The Barbican to close amid coronavirus pandemic
(Credit: Stuart Frisby)

The Barbican to close amid coronavirus pandemic

London institution The Barbican has announced its plans to follow government advice and close amid the outbreak of coronavirus.

The Barbican, who announced the news on the same day The Tate closed its doors, have cancelled or postponed all events until Friday 1 May 2020.

“The safety of our staff and audiences is our most important consideration, so we’ve taken the decision to fully close the building during this period,” The Barbican said in a statement. “We’re sorry to the artists and audiences affected and recognise the significant impact that this closure will have on all those we work with or are due to attend our events.”

They continue: “As we’re having to cancel or postpone a large number of events, please be patient with us and try to avoid contacting our box office at this stage and we’ll be providing full information as soon as we can. The Barbican relies on box office income and donations to deliver our programme, pay staff and artists and to run our building. The current situation presents a very significant financial challenge to us, alongside the artists and organisations we work with, so, if you’re able, please consider making a donation to help support our future work. 

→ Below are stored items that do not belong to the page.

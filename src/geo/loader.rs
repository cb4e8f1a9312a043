//! Cached geometry loader.

use std::collections::HashMap;
use std::sync::{Arc, Mutex, PoisonError};

use tokio::sync::OnceCell;

use super::nominatim::fetch_geometry;
use super::types::LocationGeometry;
use crate::error_handling::GeometryResolutionError;

type GeometryCell = Arc<OnceCell<Arc<LocationGeometry>>>;

/// Resolves place names into geometries, at most once per name.
///
/// Concurrent first calls for the same name share one geocoder request.
/// Failures are not cached: a later call tries again, but nothing retries on
/// its own.
pub struct GeometryLoader {
    client: Arc<reqwest::Client>,
    base_url: String,
    cache: Mutex<HashMap<String, GeometryCell>>,
}

impl GeometryLoader {
    /// Creates a loader that queries the geocoder at `base_url`.
    pub fn new(client: Arc<reqwest::Client>, base_url: impl Into<String>) -> Self {
        Self {
            client,
            base_url: base_url.into(),
            cache: Mutex::new(HashMap::new()),
        }
    }

    fn cell(&self, name: &str) -> GeometryCell {
        let mut cache = self.cache.lock().unwrap_or_else(PoisonError::into_inner);
        Arc::clone(cache.entry(name.to_string()).or_default())
    }

    /// Returns the geometry for `name`, resolving it on first use.
    ///
    /// # Errors
    ///
    /// Returns `GeometryResolutionError` if the geocoder cannot resolve the
    /// name into a polygon.
    pub async fn load(&self, name: &str) -> Result<Arc<LocationGeometry>, GeometryResolutionError> {
        let cell = self.cell(name);
        let geometry = cell
            .get_or_try_init(|| async {
                log::info!("Resolving campus geometry for '{}'", name);
                let geometry = fetch_geometry(&self.client, &self.base_url, name).await?;
                Ok::<_, GeometryResolutionError>(Arc::new(geometry))
            })
            .await?;
        Ok(Arc::clone(geometry))
    }

    /// Returns the geometry for `name` if it has already been resolved.
    pub fn cached(&self, name: &str) -> Option<Arc<LocationGeometry>> {
        let cache = self.cache.lock().unwrap_or_else(PoisonError::into_inner);
        cache.get(name).and_then(|cell| cell.get().cloned())
    }
}

#[cfg(test)]
mod tests {
    use super::*;
    use httptest::{matchers::*, responders::*, Expectation, Server};
    use serde_json::json;

    fn polygon_body() -> serde_json::Value {
        json!([{
            "geojson": {
                "type": "Polygon",
                "coordinates": [[[0.0, 0.0], [2.0, 0.0], [2.0, 2.0], [0.0, 2.0], [0.0, 0.0]]]
            }
        }])
    }

    #[tokio::test]
    async fn test_load_resolves_once_per_name() {
        let server = Server::run();
        // Exactly one request even though load() is called three times.
        server.expect(
            Expectation::matching(request::method_path("GET", "/search"))
                .times(1)
                .respond_with(json_encoded(polygon_body())),
        );

        let loader = GeometryLoader::new(Arc::new(reqwest::Client::new()), server.url_str("/"));
        assert!(loader.cached("Campus").is_none());

        let first = loader.load("Campus").await.unwrap();
        let second = loader.load("Campus").await.unwrap();
        assert!(Arc::ptr_eq(&first, &second));
        let (lat, lon) = first.centroid();
        assert!((lat - 1.0).abs() < 1e-9 && (lon - 1.0).abs() < 1e-9);

        let cached = loader.cached("Campus").unwrap();
        assert!(Arc::ptr_eq(&first, &cached));
    }

    #[tokio::test]
    async fn test_concurrent_first_loads_share_one_request() {
        let server = Server::run();
        server.expect(
            Expectation::matching(request::method_path("GET", "/search"))
                .times(1)
                .respond_with(json_encoded(polygon_body())),
        );

        let loader = Arc::new(GeometryLoader::new(
            Arc::new(reqwest::Client::new()),
            server.url_str("/"),
        ));
        let handles: Vec<_> = (0..8)
            .map(|_| {
                let loader = Arc::clone(&loader);
                tokio::spawn(async move { loader.load("Campus").await })
            })
            .collect();
        for handle in handles {
            assert!(handle.await.unwrap().is_ok());
        }
    }

    #[tokio::test]
    async fn test_failures_are_not_cached() {
        let server = Server::run();
        server.expect(
            Expectation::matching(request::method_path("GET", "/search"))
                .times(2)
                .respond_with(status_code(500)),
        );

        let loader = GeometryLoader::new(Arc::new(reqwest::Client::new()), server.url_str("/"));
        assert!(loader.load("Campus").await.is_err());
        assert!(loader.cached("Campus").is_none());
        assert!(loader.load("Campus").await.is_err());
    }
}
// Shared test helpers for spinning up the API.
//
// Each test gets its own store and its own server on an ephemeral port.

use std::net::SocketAddr;
use std::sync::Arc;

use campus_tracker::{build_router, AppState, LocationGeometry, LocationStore};

/// A square campus around the default manual coordinates.
pub fn test_geometry() -> LocationGeometry {
    LocationGeometry::from_boundary(
        "Test Campus",
        vec![
            (-76.531, 3.340),
            (-76.528, 3.340),
            (-76.528, 3.343),
            (-76.531, 3.343),
            (-76.531, 3.340),
        ],
    )
}

/// Starts the API on `127.0.0.1:0` and returns its address and store.
#[allow(dead_code)] // Not every test file uses the store handle
pub async fn spawn_api(history_limit: Option<usize>) -> (SocketAddr, Arc<LocationStore>) {
    let store = Arc::new(LocationStore::new(history_limit));
    let state = AppState::new(Arc::clone(&store), Arc::new(test_geometry()), 17);
    let listener = tokio::net::TcpListener::bind("127.0.0.1:0")
        .await
        .expect("Failed to bind test listener");
    let addr = listener.local_addr().expect("Failed to read local address");

    tokio::spawn(async move {
        axum::serve(listener, build_router(state))
            .await
            .expect("Test server failed");
    });

    (addr, store)
}

/// Base URL for a spawned server.
#[allow(dead_code)]
pub fn base_url(addr: SocketAddr) -> String {
    format!("http://{}", addr)
}
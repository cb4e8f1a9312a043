//! Extractors whose rejections use the API's error body.

use axum::extract::{FromRequest, FromRequestParts, Query, Request};
use axum::http::request::Parts;
use axum::Json;
use serde::de::DeserializeOwned;

use super::types::ApiError;

/// `Json<T>` that rejects with `{"detail": ...}` instead of plain text.
pub struct ApiJson<T>(pub T);

impl<S, T> FromRequest<S> for ApiJson<T>
where
    T: DeserializeOwned,
    S: Send + Sync,
{
    type Rejection = ApiError;

    async fn from_request(req: Request, state: &S) -> Result<Self, Self::Rejection> {
        let Json(value) = Json::<T>::from_request(req, state).await?;
        Ok(Self(value))
    }
}

/// `Query<T>` that rejects with `{"detail": ...}` instead of plain text.
pub struct ApiQuery<T>(pub T);

impl<S, T> FromRequestParts<S> for ApiQuery<T>
where
    T: DeserializeOwned,
    S: Send + Sync,
{
    type Rejection = ApiError;

    async fn from_request_parts(parts: &mut Parts, state: &S) -> Result<Self, Self::Rejection> {
        let Query(value) = Query::<T>::from_request_parts(parts, state).await?;
        Ok(Self(value))
    }
}
//! Map document model.

use std::path::Path;

use anyhow::{Context, Result};

use crate::config::{
    DEFAULT_MARKER_PREFIX, PATH_COLOR, PATH_WEIGHT, POLYGON_COLOR, POLYGON_FILL_OPACITY,
};
use crate::geo::LocationGeometry;
use crate::store::LocationRecord;

/// A point to plot: `(latitude, longitude, label)`.
pub type MapPoint = (f64, f64, String);

/// One drawable element of the map. Coordinates are `(latitude, longitude)`.
#[derive(Debug, Clone, PartialEq)]
pub enum Layer {
    /// Filled area outline.
    Polygon {
        /// Vertices as `(latitude, longitude)`.
        vertices: Vec<(f64, f64)>,
        /// Stroke and fill color.
        color: &'static str,
        /// Fill opacity in [0, 1].
        fill_opacity: f64,
        /// Popup text.
        popup: String,
    },
    /// Pin with a popup.
    Marker {
        /// Position as `(latitude, longitude)`.
        position: (f64, f64),
        /// Popup text.
        popup: String,
    },
    /// Connected path.
    PolyLine {
        /// Vertices as `(latitude, longitude)`.
        vertices: Vec<(f64, f64)>,
        /// Stroke color.
        color: &'static str,
        /// Stroke width in pixels.
        weight: f64,
    },
}

/// A renderable map: a view plus the layers drawn on it, bottom first.
#[derive(Debug, Clone, PartialEq)]
pub struct MapDocument {
    /// Page title.
    pub title: String,
    /// Initial view center as `(latitude, longitude)`.
    pub center: (f64, f64),
    /// Initial zoom level.
    pub zoom: u8,
    /// Layers in drawing order.
    pub layers: Vec<Layer>,
}

impl MapDocument {
    /// Number of marker layers.
    pub fn marker_count(&self) -> usize {
        self.layers
            .iter()
            .filter(|layer| matches!(layer, Layer::Marker { .. }))
            .count()
    }

    /// True when the document contains a connecting path.
    pub fn has_path(&self) -> bool {
        self.layers
            .iter()
            .any(|layer| matches!(layer, Layer::PolyLine { .. }))
    }

    /// Renders the document as a standalone HTML page.
    pub fn render_html(&self) -> String {
        super::html::render(self)
    }

    /// Writes the rendered page to `path`.
    pub fn save(&self, path: &Path) -> Result<()> {
        std::fs::write(path, self.render_html())
            .with_context(|| format!("Failed to write map to {}", path.display()))
    }
}

/// Builds the map for a campus geometry and an ordered list of points.
///
/// Markers without a label are titled `Punto N`, N being the 1-based position
/// in `points`. The path is drawn only for two or more points.
pub fn build_map<I>(geometry: &LocationGeometry, points: I, zoom: u8) -> MapDocument
where
    I: IntoIterator<Item = MapPoint>,
{
    let mut layers = vec![Layer::Polygon {
        vertices: geometry
            .boundary()
            .iter()
            .map(|&(lon, lat)| (lat, lon))
            .collect(),
        color: POLYGON_COLOR,
        fill_opacity: POLYGON_FILL_OPACITY,
        popup: geometry.name().to_string(),
    }];

    let mut path = Vec::new();
    for (index, (lat, lon, label)) in points.into_iter().enumerate() {
        let popup = if label.is_empty() {
            format!("{} {}", DEFAULT_MARKER_PREFIX, index + 1)
        } else {
            label
        };
        layers.push(Layer::Marker {
            position: (lat, lon),
            popup,
        });
        path.push((lat, lon));
    }

    if path.len() > 1 {
        layers.push(Layer::PolyLine {
            vertices: path,
            color: PATH_COLOR,
            weight: PATH_WEIGHT,
        });
    }

    MapDocument {
        title: geometry.name().to_string(),
        center: geometry.centroid(),
        zoom,
        layers,
    }
}

/// Converts store records into map points, preserving order.
pub fn records_to_points(records: &[LocationRecord]) -> impl Iterator<Item = MapPoint> + '_ {
    records
        .iter()
        .map(|r| (r.latitude(), r.longitude(), r.label().to_string()))
}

“Thanks for bearing with us during this unprecedented situation and we hope to be able to welcome you back to the Barbican soon.”

The ongoing pandemic of coronavirus disease was first officially identified in December 2019 in Wuhan, the capital of Hubei in China. As of 16 March, more than 173,000 cases of COVID-19 have been officially confirmed but the actual number is thought to be much higher due to substantial under-reporting of cases.

With more than 6,600 people having died from the virus, COVID-19 has now spread into more than 150 other countries—including mainland Europe, South America and North America. Given the exponential growth in cases in countries like Italy and Spain, the WHO have now stated that Europe was the current centre of the pandemic.